▶ **WORK INSTRUCTION**: Copy each line of the data below in which the word "filename" can be found.

MATERIAL FOR THE TASK Start Marker

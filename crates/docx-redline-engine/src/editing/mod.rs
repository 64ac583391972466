/*!
 * # Editing core
 *
 * The offset-mapping and run-splicing engine. A paragraph is an explicit
 * list of tagged inline nodes mutated by index; all edits flow through
 * these modules:
 *
 * - **`flatten`**: compute a paragraph's full text from its runs and map
 *   character ranges back to the runs that carry them. Recomputed after
 *   every mutation — offsets are never cached across edits.
 * - **`splice`**: rewrite a matched run range into preserved boundary
 *   fragments plus tracked deletion/insertion blocks, keeping surrounding
 *   node order intact.
 * - **`revision`**: construct deletion/insertion blocks and seed the
 *   document-wide revision identifier counter (one scan per batch).
 * - **`comment`**: build comment bodies and wrap paragraphs in comment
 *   anchors; comment ids live in their own identifier space.
 * - **`batch`**: apply a whole instruction batch in deterministic order,
 *   comments before revisions, skipping invalid or unmatched requests with
 *   a warning.
 */

pub mod batch;
pub mod comment;
pub mod flatten;
pub mod revision;
pub mod splice;

pub use batch::{BatchOutcome, apply};
pub use flatten::{RunSpan, accepted_text, full_text, locate_range, rejected_text, run_ranges};
pub use splice::{Splice, splice};
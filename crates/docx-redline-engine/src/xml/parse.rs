//! Parsing of WordprocessingML parts into the engine's node model.
//!
//! Only paragraphs and their plain text runs are lifted into typed nodes;
//! everything else is captured as raw markup slices so untouched content
//! round-trips byte-for-byte.

use roxmltree::{Document, Node};
use thiserror::Error;

use crate::models::{CommentsPart, DocumentTree, InlineNode, Paragraph, Run, RunProps, Segment};

/// Main WordprocessingML namespace.
pub const W_NS: &str = "http://schemas.openxmlformats.org/wordprocessingml/2006/main";

#[derive(Debug, Error)]
pub enum ParseError {
    #[error("malformed XML in {part}: {source}")]
    Xml {
        part: &'static str,
        source: roxmltree::Error,
    },
}

fn is_w(node: &Node, local: &str) -> bool {
    node.is_element()
        && node.tag_name().name() == local
        && node.tag_name().namespace() == Some(W_NS)
}

/// Parse the body part into a document tree.
pub fn parse_document(xml: &str) -> Result<DocumentTree, ParseError> {
    let doc = Document::parse(xml).map_err(|source| ParseError::Xml {
        part: "word/document.xml",
        source,
    })?;

    // One pass over every attribute for the highest existing id-style
    // identifier; seeds the revision counter later without re-scanning.
    let mut max_id = 0u64;
    for node in doc.descendants() {
        for attr in node.attributes() {
            if attr.name() == "id"
                && attr.namespace() == Some(W_NS)
                && let Ok(id) = attr.value().parse::<u64>()
            {
                max_id = max_id.max(id);
            }
        }
    }

    // Outermost paragraphs anywhere in the part, in document order. This
    // covers paragraphs nested in tables without modelling tables
    // themselves; a paragraph inside another paragraph's content (text
    // boxes) stays part of the outer paragraph's pass-through markup.
    let paragraphs: Vec<Node> = doc
        .descendants()
        .filter(|n| is_w(n, "p") && !n.ancestors().skip(1).any(|a| is_w(&a, "p")))
        .collect();

    let mut segments = Vec::with_capacity(paragraphs.len() * 2 + 1);
    let mut cursor = 0;
    for node in paragraphs {
        let range = node.range();
        if range.start > cursor {
            segments.push(Segment::Raw(xml[cursor..range.start].to_string()));
        }
        segments.push(Segment::Paragraph(parse_paragraph(&node, xml)));
        cursor = range.end;
    }
    if cursor < xml.len() {
        segments.push(Segment::Raw(xml[cursor..].to_string()));
    }

    Ok(DocumentTree::new(segments, max_id))
}

fn parse_paragraph(node: &Node, xml: &str) -> Paragraph {
    let range = node.range();
    let raw = &xml[range.start..range.end];

    let mut nodes = Vec::new();
    for child in node.children() {
        if is_w(&child, "r") && is_plain_text_run(&child) {
            nodes.push(InlineNode::Run(parse_run(&child, xml)));
        } else {
            // Existing revision markup, comment marks, bookmarks, proofing
            // marks, hyperlinks, runs with non-text content, stray text —
            // all preserved verbatim.
            let child_range = child.range();
            nodes.push(InlineNode::Passthrough(
                xml[child_range.start..child_range.end].to_string(),
            ));
        }
    }

    Paragraph::from_source(open_tag(raw), nodes, raw)
}

/// A run the engine can model: element children are only `rPr` and `t`.
/// Anything richer (breaks, tabs, drawings, field chars) keeps the whole run
/// opaque so splitting cannot drop content.
fn is_plain_text_run(run: &Node) -> bool {
    run.children().all(|c| {
        if c.is_element() {
            is_w(&c, "rPr") || is_w(&c, "t")
        } else {
            // Insignificant whitespace between child elements.
            c.is_text() && c.text().unwrap_or("").trim().is_empty()
        }
    })
}

fn parse_run(node: &Node, xml: &str) -> Run {
    let mut props = None;
    let mut fragments = Vec::new();
    for child in node.children() {
        if is_w(&child, "rPr") {
            let range = child.range();
            props = Some(RunProps::new(&xml[range.start..range.end]));
        } else if is_w(&child, "t") {
            fragments.push(element_text(&child));
        }
    }
    Run::new(props, fragments)
}

/// Concatenated character data of an element (entity references arrive as
/// separate text nodes).
fn element_text(node: &Node) -> String {
    node.children()
        .filter(|c| c.is_text())
        .filter_map(|c| c.text())
        .collect()
}

/// The element's open tag, with a self-closing tag normalised to an open
/// tag so content can be appended on serialization.
fn open_tag(raw: &str) -> String {
    let mut in_quote = None;
    for (index, byte) in raw.bytes().enumerate() {
        match (byte, in_quote) {
            (b'"' | b'\'', None) => in_quote = Some(byte),
            (q, Some(open)) if q == open => in_quote = None,
            (b'>', None) => {
                return if raw[..index].ends_with('/') {
                    format!("{}>", &raw[..index - 1])
                } else {
                    raw[..=index].to_string()
                };
            }
            _ => {}
        }
    }
    raw.to_string()
}

/// Parse the comments part, recording its highest existing comment id.
pub fn parse_comments(xml: &str) -> Result<CommentsPart, ParseError> {
    let doc = Document::parse(xml).map_err(|source| ParseError::Xml {
        part: "word/comments.xml",
        source,
    })?;

    let mut max_id = 0u64;
    for node in doc.descendants() {
        if is_w(&node, "comment")
            && let Some(id) = node.attribute((W_NS, "id"))
            && let Ok(id) = id.parse::<u64>()
        {
            max_id = max_id.max(id);
        }
    }

    Ok(CommentsPart::from_existing(xml, max_id))
}

#[cfg(test)]
mod tests {
    use super::*;
    use pretty_assertions::assert_eq;

    const BODY: &str = concat!(
        r#"<?xml version="1.0" encoding="UTF-8" standalone="yes"?>"#,
        r#"<w:document xmlns:w="http://schemas.openxmlformats.org/wordprocessingml/2006/main">"#,
        r#"<w:body>"#,
        r#"<w:p><w:r><w:rPr><w:b/></w:rPr><w:t>Hello </w:t></w:r><w:r><w:t>world</w:t></w:r></w:p>"#,
        r#"<w:p w:rsidR="00AB"><w:pPr><w:jc w:val="center"/></w:pPr><w:r><w:t xml:space="preserve">second</w:t></w:r></w:p>"#,
        r#"<w:sectPr/>"#,
        r#"</w:body></w:document>"#
    );

    #[test]
    fn paragraph_runs_and_text_are_lifted() {
        let tree = parse_document(BODY).unwrap();
        let texts: Vec<String> = tree
            .paragraphs()
            .map(crate::editing::flatten::full_text)
            .collect();
        assert_eq!(texts, vec!["Hello world", "second"]);
    }

    #[test]
    fn run_formatting_is_captured_verbatim() {
        let tree = parse_document(BODY).unwrap();
        let first = tree.paragraphs().next().unwrap();
        let run = first.run_at(0).unwrap();
        assert_eq!(
            run.props.as_ref().map(|p| p.as_xml()),
            Some("<w:rPr><w:b/></w:rPr>")
        );
    }

    #[test]
    fn paragraph_properties_stay_passthrough() {
        let tree = parse_document(BODY).unwrap();
        let second = tree.paragraphs().nth(1).unwrap();
        assert!(matches!(
            &second.nodes()[0],
            InlineNode::Passthrough(raw) if raw.starts_with("<w:pPr>")
        ));
    }

    #[test]
    fn open_tag_keeps_attributes() {
        let tree = parse_document(BODY).unwrap();
        let second = tree.paragraphs().nth(1).unwrap();
        assert_eq!(second.open_tag(), r#"<w:p w:rsidR="00AB">"#);
    }

    #[test]
    fn open_tag_normalises_self_closing() {
        assert_eq!(open_tag("<w:p/>"), "<w:p>");
        assert_eq!(open_tag(r#"<w:p w:rsidR="00AB"/>"#), r#"<w:p w:rsidR="00AB">"#);
    }

    #[test]
    fn max_source_id_covers_existing_revision_markup() {
        let xml = concat!(
            r#"<w:document xmlns:w="http://schemas.openxmlformats.org/wordprocessingml/2006/main"><w:body>"#,
            r#"<w:p><w:ins w:id="17" w:author="A" w:date="2026-01-01T00:00:00Z">"#,
            r#"<w:r><w:t>new</w:t></w:r></w:ins></w:p>"#,
            r#"</w:body></w:document>"#
        );
        let tree = parse_document(xml).unwrap();
        assert_eq!(tree.max_source_id(), 17);
        // The existing insertion is pass-through, not a run.
        let para = tree.paragraphs().next().unwrap();
        assert_eq!(crate::editing::flatten::full_text(para), "");
    }

    #[test]
    fn run_with_exotic_content_stays_opaque() {
        let xml = concat!(
            r#"<w:document xmlns:w="http://schemas.openxmlformats.org/wordprocessingml/2006/main"><w:body>"#,
            r#"<w:p><w:r><w:t>a</w:t><w:br/></w:r><w:r><w:t>b</w:t></w:r></w:p>"#,
            r#"</w:body></w:document>"#
        );
        let tree = parse_document(xml).unwrap();
        let para = tree.paragraphs().next().unwrap();
        assert!(matches!(&para.nodes()[0], InlineNode::Passthrough(_)));
        assert_eq!(crate::editing::flatten::full_text(para), "b");
    }

    #[test]
    fn table_paragraphs_are_editable() {
        let xml = concat!(
            r#"<w:document xmlns:w="http://schemas.openxmlformats.org/wordprocessingml/2006/main"><w:body>"#,
            r#"<w:tbl><w:tr><w:tc><w:p><w:r><w:t>cell text</w:t></w:r></w:p></w:tc></w:tr></w:tbl>"#,
            r#"</w:body></w:document>"#
        );
        let tree = parse_document(xml).unwrap();
        let texts: Vec<String> = tree
            .paragraphs()
            .map(crate::editing::flatten::full_text)
            .collect();
        assert_eq!(texts, vec!["cell text"]);
    }

    #[test]
    fn escaped_text_is_unescaped_on_parse() {
        let xml = concat!(
            r#"<w:document xmlns:w="http://schemas.openxmlformats.org/wordprocessingml/2006/main"><w:body>"#,
            r#"<w:p><w:r><w:t>a &amp; b &lt; c</w:t></w:r></w:p>"#,
            r#"</w:body></w:document>"#
        );
        let tree = parse_document(xml).unwrap();
        let para = tree.paragraphs().next().unwrap();
        assert_eq!(crate::editing::flatten::full_text(para), "a & b < c");
    }

    #[test]
    fn comments_part_max_id() {
        let xml = concat!(
            r#"<w:comments xmlns:w="http://schemas.openxmlformats.org/wordprocessingml/2006/main">"#,
            r#"<w:comment w:id="3" w:author="A"/><w:comment w:id="9" w:author="B"/>"#,
            r#"</w:comments>"#
        );
        let part = parse_comments(xml).unwrap();
        assert_eq!(part.max_existing_id(), 9);
    }

    #[test]
    fn malformed_part_is_a_parse_error() {
        assert!(parse_document("<w:document").is_err());
    }
}
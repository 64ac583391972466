//! The splice engine: rewrite a paragraph's run sequence so that a matched
//! character range becomes a tracked deletion, optionally followed by a
//! tracked insertion, with the surrounding text preserved in fresh boundary
//! runs.

use std::ops::Range;

use tracing::warn;

use crate::editing::flatten::run_ranges;
use crate::editing::revision::{build_deletion, build_insertion};
use crate::models::{InlineNode, Paragraph};

/// One replacement to carry out against an already-matched range.
#[derive(Debug)]
pub struct Splice<'a> {
    /// Matched half-open byte range in the paragraph's flattened text.
    pub range: Range<usize>,
    /// Replacement text; empty means pure deletion.
    pub replacement: &'a str,
    pub author: &'a str,
    pub date: &'a str,
    /// First revision identifier to allocate from.
    pub next_id: u64,
}

/// Apply `splice` to the paragraph and return the number of revision
/// identifiers consumed: 2 for delete+insert, 1 for pure deletion, 0 when the
/// range turned out to cover no runs (defensive no-op, the paragraph is left
/// untouched).
///
/// The affected run range is replaced, at the index vacated by the first
/// affected run, with: preserved prefix run (if the match starts mid-run),
/// the deletion block, the insertion block (if replacing), preserved suffix
/// run (if the match ends mid-run). Both new blocks carry the formatting of
/// the first affected run; an identical replacement still records a full
/// delete+insert pair so reviewers see the change.
pub fn splice(para: &mut Paragraph, request: Splice<'_>) -> u64 {
    let Splice {
        range,
        replacement,
        author,
        date,
        next_id,
    } = request;

    let spans = run_ranges(para);
    let affected: Vec<_> = spans.iter().filter(|s| s.intersects(&range)).collect();

    let (Some(first), Some(last)) = (affected.first(), affected.last()) else {
        warn!(start = range.start, end = range.end, "match range covers no runs, skipping");
        return 0;
    };

    let (Some(first_run), Some(last_run)) = (para.run_at(first.node_index), para.run_at(last.node_index))
    else {
        // run_ranges only reports run nodes, so this cannot happen; bail
        // rather than corrupt the paragraph.
        warn!("affected node is not a run, skipping");
        return 0;
    };

    // The leading run's formatting wins for both new blocks.
    let props = first_run.props.clone();

    // Preserved fragment before the match, when it starts strictly inside the
    // first affected run.
    let prefix = if range.start > first.start {
        first_run.split(range.start - first.start).0
    } else {
        None
    };

    // Preserved fragment after the match, when it ends strictly inside the
    // last affected run.
    let suffix = if range.end < last.end {
        last_run.split(range.end - last.start).1
    } else {
        None
    };

    // Deleted text: each affected run's text clipped to its overlap with the
    // match, in run order.
    let mut deleted = String::new();
    for span in &affected {
        let Some(run) = para.run_at(span.node_index) else {
            continue;
        };
        let text = run.text();
        let clip_start = range.start.max(span.start) - span.start;
        let clip_end = range.end.min(span.end) - span.start;
        deleted.push_str(&text[clip_start..clip_end]);
    }

    let mut replacement_nodes = Vec::with_capacity(4);
    if let Some(run) = prefix {
        replacement_nodes.push(InlineNode::Run(run));
    }
    replacement_nodes.push(build_deletion(next_id, author, date, deleted, props.clone()));
    let mut used = 1;
    if !replacement.is_empty() {
        replacement_nodes.push(build_insertion(next_id + 1, author, date, replacement, props));
        used = 2;
    }
    if let Some(run) = suffix {
        replacement_nodes.push(InlineNode::Run(run));
    }

    let removed: Vec<usize> = affected.iter().map(|s| s.node_index).collect();
    para.replace_nodes(&removed, replacement_nodes);
    used
}
//! Construction of tracked-change blocks and the document-wide revision
//! identifier scan.

use crate::models::{DocumentTree, InlineNode, RevisionBlock, RunProps};

/// Build a deletion block wrapping `text`, carrying a deep copy of the
/// leading run's formatting.
pub fn build_deletion(
    id: u64,
    author: &str,
    date: &str,
    text: impl Into<String>,
    props: Option<RunProps>,
) -> InlineNode {
    InlineNode::Deletion(RevisionBlock::new(id, author, date, text, props))
}

/// Build an insertion block wrapping `text`.
pub fn build_insertion(
    id: u64,
    author: &str,
    date: &str,
    text: impl Into<String>,
    props: Option<RunProps>,
) -> InlineNode {
    InlineNode::Insertion(RevisionBlock::new(id, author, date, text, props))
}

/// Next free revision identifier: one past the highest identifier anywhere in
/// the document, counting both identifiers captured from the source markup at
/// parse time and identifiers on nodes added earlier in this batch (comment
/// anchors share the same attribute space).
///
/// Called once per batch to seed a locally incremented counter; never
/// re-scanned mid-batch.
pub fn next_revision_id(tree: &DocumentTree) -> u64 {
    let mut max_id = tree.max_source_id();
    for para in tree.paragraphs() {
        for node in para.nodes() {
            if let Some(id) = node.tracked_id() {
                max_id = max_id.max(id);
            }
        }
    }
    max_id + 1
}
pub mod comment;
pub mod document;
pub mod node;
pub mod paragraph;
pub mod run;

pub use comment::{CommentBody, CommentsPart};
pub use document::{DocumentTree, Segment};
pub use node::{InlineNode, RevisionBlock};
pub use paragraph::Paragraph;
pub use run::{Run, RunProps};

MATERIAL FOR THE TASK End Marker

▶ **SOLUTION BELOW**:
filename crates/docx-redline-engine/src/editing/mod.rs
filename crates/docx-redline-engine/src/xml/parse.rs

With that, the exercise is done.